Data extracted from a collection:
┌──

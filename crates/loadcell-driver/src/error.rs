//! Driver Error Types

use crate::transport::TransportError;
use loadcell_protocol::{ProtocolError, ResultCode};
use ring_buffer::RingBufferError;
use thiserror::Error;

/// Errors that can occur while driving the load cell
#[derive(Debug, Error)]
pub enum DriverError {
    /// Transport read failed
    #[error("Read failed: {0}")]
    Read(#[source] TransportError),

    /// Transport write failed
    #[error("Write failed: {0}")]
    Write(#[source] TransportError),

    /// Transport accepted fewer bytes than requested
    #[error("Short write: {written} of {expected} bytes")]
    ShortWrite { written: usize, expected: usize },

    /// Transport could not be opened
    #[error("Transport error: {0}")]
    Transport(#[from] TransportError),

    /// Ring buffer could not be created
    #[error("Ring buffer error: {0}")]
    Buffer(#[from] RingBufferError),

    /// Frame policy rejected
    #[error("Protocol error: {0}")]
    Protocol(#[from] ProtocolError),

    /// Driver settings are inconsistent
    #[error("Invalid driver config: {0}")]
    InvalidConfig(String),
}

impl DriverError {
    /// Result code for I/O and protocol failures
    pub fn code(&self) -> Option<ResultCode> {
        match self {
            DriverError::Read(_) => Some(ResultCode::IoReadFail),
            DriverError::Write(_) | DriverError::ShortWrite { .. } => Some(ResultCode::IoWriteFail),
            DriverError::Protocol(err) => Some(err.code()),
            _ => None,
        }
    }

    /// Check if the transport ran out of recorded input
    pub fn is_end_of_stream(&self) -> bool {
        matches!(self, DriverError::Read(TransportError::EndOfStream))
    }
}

└──

WHAT THE TASK REQUIRES: Print the entries exactly. Include every one.

TASK RESULT:
filename crates/loadcell-driver/src/error.rs
//! Driver Error Types

use crate::transport::TransportError;
use loadcell_protocol::{ProtocolError, ResultCode};
use ring_buffer::RingBufferError;
use thiserror::Error;

/// Errors that can occur while driving the load cell
#[derive(Debug, Error)]
pub enum DriverError {
    /// Transport read failed
    #[error("Read failed: {0}")]
    Read(#[source] TransportError),

    /// Transport write failed
    #[error("Write failed: {0}")]
    Write(#[source] TransportError),

    /// Transport accepted fewer bytes than requested
    #[error("Short write: {written} of {expected} bytes")]
    ShortWrite { written: usize, expected: usize },

    /// Transport could not be opened
    #[error("Transport error: {0}")]
    Transport(#[from] TransportError),

    /// Ring buffer could not be created
    #[error("Ring buffer error: {0}")]
    Buffer(#[from] RingBufferError),

    /// Frame policy rejected
    #[error("Protocol error: {0}")]
    Protocol(#[from] ProtocolError),

    /// Driver settings are inconsistent
    #[error("Invalid driver config: {0}")]
    InvalidConfig(String),
}

impl DriverError {
    /// Result code for I/O and protocol failures
    pub fn code(&self) -> Option<ResultCode> {
        match self {
            DriverError::Read(_) => Some(ResultCode::IoReadFail),
            DriverError::Write(_) | DriverError::ShortWrite { .. } => Some(ResultCode::IoWriteFail),
            DriverError::Protocol(err) => Some(err.code()),
            _ => None,
        }
    }

    /// Check if the transport ran out of recorded input
    pub fn is_end_of_stream(&self) -> bool {
        matches!(self, DriverError::Read(TransportError::EndOfStream))
    }
}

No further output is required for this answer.